CTLA-4 is a protein expressed by T cells in response to activation, and it serves to dampen the immune response, thereby preventing autoimmunity. Thus, mice deficient in CTLA-4 develop widespread autoimmune disease. In this way, CTLA-4 serves to protect normal tissues against the immune system; however, it is sometimes used by cancer cells to hide from the immune system. By blocking CTLA-4, the tumor can be revealed as a foreign threat.
While the initial data for CTLA-4 blockade showed efficacy not far superior to interleukin-2, follow-up studies have shown impressive rates of survival following CTLA-4 therapy, with 4-year survival rates of approximately 40% in previously untreated patients treated with high-dose CTLA-4 blockade on clinical studies. These data suggest that, while most patients do not experience immediate tumor shrinkage, tumors may respond later in the treatment course, resulting in improved survival. The CTLA- 4–blocking antibody ipilimumab (Yervoy) was approved for the treatment of melanoma in March 2011.
The success of CTLA-4 blockade spurred further research, resulting in the discovery of a second clinical target, PD-1. PD-1, similar to CTLA-4, is expressed by activated T cells, and it appears to be induced by chronic inflammation. Similar to CTLA-4, PD-1 signaling leads to inactivity and sluggishness of T cells. Thus, CTLA-4 and PD-1 are described as “checkpoints” in immune activation. One way to describe the role of PD-1 is that the immune system might decide to tone down a prolonged immune response, as it appears unlikely that the foreign entity will be successfully eliminated and the attack becomes a waste of resources. Thus, PD-1 expression is high on T cells during chronic viral infections and in T cells infiltrating tumors.
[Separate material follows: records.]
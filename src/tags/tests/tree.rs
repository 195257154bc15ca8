use std::cell::{Cell, RefCell};
use std::collections::BTreeMap;

use crate::tags::repository::TagStore;
use crate::tags::{TagNode, TagRow};

#[derive(Debug, PartialEq, Clone, Copy)]
enum Op {
    Insert(u32),
    Update(u32),
    Delete(u32),
}

/// keeps rows in memory and records every write, optionally failing the nth insert
struct MemoryStore {
    rows: RefCell<BTreeMap<u32, TagRow>>,
    next_id: Cell<u32>,
    ops: RefCell<Vec<Op>>,
    fail_on_insert: Option<usize>,
}

impl MemoryStore {
    fn new() -> Self {
        Self {
            rows: RefCell::new(BTreeMap::new()),
            next_id: Cell::new(1),
            ops: RefCell::new(Vec::new()),
            fail_on_insert: None,
        }
    }

    fn failing_on_insert(n: usize) -> Self {
        Self {
            fail_on_insert: Some(n),
            ..Self::new()
        }
    }

    /// adds a row without recording it as an operation
    fn seed(&self, land_id: u32, parent_id: Option<u32>, name: &str, sorting: u32) -> u32 {
        let id = self.next_id.get();
        self.next_id.set(id + 1);
        self.rows.borrow_mut().insert(
            id,
            TagRow {
                id,
                land_id,
                parent_id,
                name: name.to_string(),
                sorting,
                color: String::new(),
            },
        );
        id
    }

    fn rows_for(&self, land_id: u32) -> Vec<TagRow> {
        self.rows
            .borrow()
            .values()
            .filter(|row| row.land_id == land_id)
            .cloned()
            .collect()
    }

    fn ops(&self) -> Vec<Op> {
        self.ops.borrow().clone()
    }

    fn clear_ops(&self) {
        self.ops.borrow_mut().clear();
    }
}

impl TagStore for MemoryStore {
    fn list_by_land(&self, land_id: u32) -> Result<Vec<TagRow>, rusqlite::Error> {
        Ok(self.rows_for(land_id))
    }

    fn insert(&self, row: &TagRow) -> Result<u32, rusqlite::Error> {
        let inserts = self
            .ops
            .borrow()
            .iter()
            .filter(|op| matches!(op, Op::Insert(_)))
            .count();
        if self.fail_on_insert == Some(inserts + 1) {
            return Err(rusqlite::Error::SqliteFailure(
                rusqlite::ffi::Error::new(rusqlite::ffi::SQLITE_BUSY),
                None,
            ));
        }
        let id = self.next_id.get();
        self.next_id.set(id + 1);
        let mut row = row.clone();
        row.id = id;
        self.rows.borrow_mut().insert(id, row);
        self.ops.borrow_mut().push(Op::Insert(id));
        Ok(id)
    }

    fn update(&self, row: &TagRow) -> Result<(), rusqlite::Error> {
        if let Some(existing) = self.rows.borrow_mut().get_mut(&row.id) {
            existing.parent_id = row.parent_id;
            existing.name = row.name.clone();
            existing.sorting = row.sorting;
            existing.color = row.color.clone();
        }
        self.ops.borrow_mut().push(Op::Update(row.id));
        Ok(())
    }

    fn delete(&self, id: u32) -> Result<(), rusqlite::Error> {
        self.rows.borrow_mut().remove(&id);
        self.ops.borrow_mut().push(Op::Delete(id));
        Ok(())
    }
}

fn new_node(name: &str, children: Vec<TagNode>) -> TagNode {
    TagNode {
        id: None,
        land_id: 0,
        parent_id: None,
        name: name.to_string(),
        sorting: 0,
        color: "#abcdef".to_string(),
        children,
    }
}

fn existing_node(id: u32, name: &str, children: Vec<TagNode>) -> TagNode {
    TagNode {
        id: Some(id),
        ..new_node(name, children)
    }
}

fn row(id: u32, parent_id: Option<u32>, name: &str, sorting: u32) -> TagRow {
    TagRow {
        id,
        land_id: 1,
        parent_id,
        name: name.to_string(),
        sorting,
        color: String::new(),
    }
}

/// every group of siblings must be sorted 0..n-1
fn assert_sorting_is_dense(rows: &[TagRow]) {
    let mut groups: BTreeMap<Option<u32>, Vec<u32>> = BTreeMap::new();
    for row in rows {
        groups.entry(row.parent_id).or_default().push(row.sorting);
    }
    for (parent, mut sortings) in groups {
        sortings.sort();
        let expected: Vec<u32> = (0..sortings.len() as u32).collect();
        assert_eq!(expected, sortings, "sorting of children of {parent:?}");
    }
}

mod build_tree_tests {
    use super::*;
    use crate::tags::tree::build_tree;

    #[test]
    fn build_tree_nests_and_orders_siblings() {
        let rows = vec![
            row(4, Some(1), "b child", 1),
            row(2, None, "second", 1),
            row(3, Some(1), "a child", 0),
            row(1, None, "first", 0),
        ];
        let tree = build_tree(rows);
        let names: Vec<&str> = tree.iter().map(|n| n.name.as_str()).collect();
        assert_eq!(vec!["first", "second"], names);
        let children: Vec<&str> = tree[0].children.iter().map(|n| n.name.as_str()).collect();
        assert_eq!(vec!["a child", "b child"], children);
        assert!(tree[1].children.is_empty());
        assert_eq!(Some(1), tree[0].children[0].parent_id);
    }

    #[test]
    fn build_tree_breaks_sorting_ties_by_id() {
        let tree = build_tree(vec![row(7, None, "later", 0), row(5, None, "earlier", 0)]);
        let ids: Vec<Option<u32>> = tree.iter().map(|n| n.id).collect();
        assert_eq!(vec![Some(5), Some(7)], ids);
    }

    #[test]
    fn build_tree_excludes_orphans() {
        let tree = build_tree(vec![
            row(1, None, "root", 0),
            row(2, Some(99), "orphan", 0),
            row(3, Some(2), "orphan child", 0),
        ]);
        assert_eq!(1, tree.len());
        assert_eq!(Some(1), tree[0].id);
        assert!(tree[0].children.is_empty());
    }

    #[test]
    fn build_tree_excludes_parent_cycles() {
        let tree = build_tree(vec![
            row(1, None, "root", 0),
            row(2, Some(3), "loop a", 0),
            row(3, Some(2), "loop b", 0),
        ]);
        assert_eq!(1, tree.len());
        assert!(tree[0].children.is_empty());
    }

    #[test]
    fn build_tree_empty() {
        assert!(build_tree(vec![]).is_empty());
    }
}

mod reconcile_tests {
    use super::*;
    use crate::model::error::tag_errors::TagTreeError;
    use crate::tags::tree::{build_tree, reconcile};
    use crate::tags::ReconcileSummary;

    #[test]
    fn new_parent_id_is_used_by_new_children() {
        let store = MemoryStore::new();
        let mut tree = vec![new_node("Parent", vec![new_node("Child", vec![])])];
        reconcile(1, &mut tree, &store).unwrap();
        let rows = store.rows_for(1);
        let parent = rows.iter().find(|r| r.name == "Parent").unwrap();
        let child = rows.iter().find(|r| r.name == "Child").unwrap();
        assert_eq!(None, parent.parent_id);
        assert_eq!(Some(parent.id), child.parent_id);
        // ids are written back into the submitted tree
        assert_eq!(Some(parent.id), tree[0].id);
        assert_eq!(Some(child.id), tree[0].children[0].id);
        assert_eq!(Some(parent.id), tree[0].children[0].parent_id);
        assert_eq!(vec![Op::Insert(parent.id), Op::Insert(child.id)], store.ops());
    }

    #[test]
    fn omitted_tags_are_deleted() {
        let store = MemoryStore::new();
        let a = store.seed(1, None, "A", 0);
        let b = store.seed(1, None, "B", 1);
        let c = store.seed(1, None, "C", 2);
        let mut tree = vec![existing_node(a, "A", vec![]), existing_node(c, "C", vec![])];
        let summary = reconcile(1, &mut tree, &store).unwrap();
        assert_eq!(
            ReconcileSummary {
                inserted: 0,
                updated: 2,
                deleted: 1
            },
            summary
        );
        assert_eq!(Some(&Op::Delete(b)), store.ops().last());
        let rows = store.rows_for(1);
        let remaining: Vec<(u32, u32)> = rows.iter().map(|r| (r.id, r.sorting)).collect();
        assert_eq!(vec![(a, 0), (c, 1)], remaining);
    }

    #[test]
    fn empty_tree_deletes_every_tag_of_the_land() {
        let store = MemoryStore::new();
        let root = store.seed(1, None, "root", 0);
        store.seed(1, Some(root), "child", 0);
        let other_land = store.seed(2, None, "other", 0);
        let summary = reconcile(1, &mut [], &store).unwrap();
        assert_eq!(2, summary.deleted);
        assert!(store.rows_for(1).is_empty());
        assert_eq!(other_land, store.rows_for(2)[0].id);
    }

    #[test]
    fn reconcile_is_idempotent() {
        let store = MemoryStore::new();
        let kept = store.seed(1, None, "kept", 0);
        let mut tree = vec![
            new_node("new root", vec![new_node("new child", vec![])]),
            existing_node(kept, "kept", vec![new_node("nested", vec![])]),
        ];
        reconcile(1, &mut tree, &store).unwrap();
        let first = store.rows_for(1);
        store.clear_ops();

        let summary = reconcile(1, &mut tree, &store).unwrap();
        assert_eq!(
            ReconcileSummary {
                inserted: 0,
                updated: 4,
                deleted: 0
            },
            summary
        );
        assert_eq!(first, store.rows_for(1));
        assert!(store.ops().iter().all(|op| matches!(op, Op::Update(_))));
    }

    #[test]
    fn reordering_updates_every_node() {
        let store = MemoryStore::new();
        let a = store.seed(1, None, "A", 0);
        let b = store.seed(1, None, "B", 1);
        let c = store.seed(1, None, "C", 2);
        let mut tree = vec![
            existing_node(c, "C", vec![]),
            existing_node(a, "A", vec![]),
            existing_node(b, "B", vec![]),
        ];
        reconcile(1, &mut tree, &store).unwrap();
        assert_eq!(vec![Op::Update(c), Op::Update(a), Op::Update(b)], store.ops());
        let sortings: Vec<(u32, u32)> = store
            .rows_for(1)
            .iter()
            .map(|r| (r.id, r.sorting))
            .collect();
        assert_eq!(vec![(a, 1), (b, 2), (c, 0)], sortings);
    }

    #[test]
    fn moving_a_subtree_changes_its_parent() {
        let store = MemoryStore::new();
        let first = store.seed(1, None, "first", 0);
        let second = store.seed(1, None, "second", 1);
        let moved = store.seed(1, Some(first), "moved", 0);
        let grandchild = store.seed(1, Some(moved), "grandchild", 0);
        let mut tree = vec![
            existing_node(first, "first", vec![]),
            existing_node(
                second,
                "second",
                vec![existing_node(
                    moved,
                    "moved",
                    vec![existing_node(grandchild, "grandchild", vec![])],
                )],
            ),
        ];
        reconcile(1, &mut tree, &store).unwrap();
        let rows = store.rows_for(1);
        let moved_row = rows.iter().find(|r| r.id == moved).unwrap();
        let grandchild_row = rows.iter().find(|r| r.id == grandchild).unwrap();
        assert_eq!(Some(second), moved_row.parent_id);
        assert_eq!(Some(moved), grandchild_row.parent_id);
        assert_eq!(4, rows.len());
    }

    #[test]
    fn renames_and_recolors_are_saved() {
        let store = MemoryStore::new();
        let id = store.seed(1, None, "old", 0);
        let mut node = existing_node(id, "new", vec![]);
        node.color = "#000000".to_string();
        reconcile(1, &mut [node], &store).unwrap();
        let rows = store.rows_for(1);
        assert_eq!("new", rows[0].name);
        assert_eq!("#000000", rows[0].color);
    }

    #[test]
    fn submitted_positions_overwrite_client_values() {
        let store = MemoryStore::new();
        let mut node = new_node("tag", vec![]);
        node.land_id = 42;
        node.parent_id = Some(1000);
        node.sorting = 7;
        let mut tree = vec![new_node("first", vec![]), node];
        reconcile(1, &mut tree, &store).unwrap();
        assert_eq!(1, tree[1].land_id);
        assert_eq!(None, tree[1].parent_id);
        assert_eq!(1, tree[1].sorting);
    }

    #[test]
    fn sorting_is_dense_after_reconcile() {
        let store = MemoryStore::new();
        let a = store.seed(1, None, "A", 5);
        let b = store.seed(1, Some(a), "B", 9);
        store.seed(1, Some(a), "C", 9);
        let mut tree = vec![
            new_node("x", vec![]),
            existing_node(
                a,
                "A",
                vec![new_node("y", vec![]), existing_node(b, "B", vec![])],
            ),
            new_node("z", vec![new_node("z1", vec![]), new_node("z2", vec![])]),
        ];
        reconcile(1, &mut tree, &store).unwrap();
        assert_sorting_is_dense(&store.rows_for(1));
    }

    #[test]
    fn stored_rows_round_trip_through_build_tree() {
        let store = MemoryStore::new();
        let kept = store.seed(1, None, "kept", 3);
        store.seed(1, Some(kept), "dropped", 0);
        let mut tree = vec![
            new_node("a", vec![new_node("a1", vec![new_node("a1x", vec![])])]),
            existing_node(kept, "kept", vec![new_node("k1", vec![])]),
            new_node("b", vec![]),
        ];
        reconcile(1, &mut tree, &store).unwrap();
        assert_eq!(tree, build_tree(store.rows_for(1)));
    }

    #[test]
    fn unknown_id_is_rejected_before_any_write() {
        let store = MemoryStore::new();
        let a = store.seed(1, None, "A", 0);
        let mut tree = vec![
            new_node("new", vec![]),
            existing_node(a, "A", vec![existing_node(500, "stale", vec![])]),
        ];
        let res = reconcile(1, &mut tree, &store);
        assert!(matches!(res, Err(TagTreeError::DataIntegrityError(_))));
        assert!(store.ops().is_empty());
        assert_eq!(None, tree[0].id);
    }

    #[test]
    fn id_from_another_land_is_rejected() {
        let store = MemoryStore::new();
        let foreign = store.seed(2, None, "foreign", 0);
        let mut tree = vec![existing_node(foreign, "foreign", vec![])];
        let res = reconcile(1, &mut tree, &store);
        assert!(matches!(res, Err(TagTreeError::DataIntegrityError(_))));
        assert!(store.ops().is_empty());
        assert_eq!(None, store.rows_for(2)[0].parent_id);
    }

    #[test]
    fn duplicate_id_is_rejected() {
        let store = MemoryStore::new();
        let a = store.seed(1, None, "A", 0);
        let b = store.seed(1, None, "B", 1);
        let mut tree = vec![
            existing_node(a, "A", vec![existing_node(b, "B", vec![])]),
            existing_node(b, "B again", vec![]),
        ];
        let res = reconcile(1, &mut tree, &store);
        assert!(matches!(res, Err(TagTreeError::DataIntegrityError(_))));
        assert!(store.ops().is_empty());
    }

    #[test]
    fn store_failure_stops_the_walk() {
        let store = MemoryStore::failing_on_insert(2);
        let doomed = store.seed(1, None, "would be deleted", 0);
        let mut tree = vec![
            new_node("first", vec![new_node("fails", vec![new_node("never", vec![])])]),
            new_node("never either", vec![]),
        ];
        let res = reconcile(1, &mut tree, &store);
        assert_eq!(Err(TagTreeError::StoreUnavailable), res);
        assert_eq!(1, store.ops().len());
        assert!(store.rows_for(1).iter().any(|r| r.id == doomed));
        assert_eq!(None, tree[1].id);
    }
}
Blockade of PD-1 has produced impressive responses in melanoma patients. In a phase I study, the PD-1 inhibitor pembrolizumab (MK-3475) had an overall response rate of 34%, and preliminary evidence suggests that these responses are durable.1
In another phase I study, combination therapy with the PD-1 inhibitor nivolumab and ipilimumab produced responses in 40% of patients.2 The latest data on pembrolizumab and nivolumab were presented in June at the 2014 ASCO Annual Meeting, and both drugs are expected to eventually be approved by the FDA.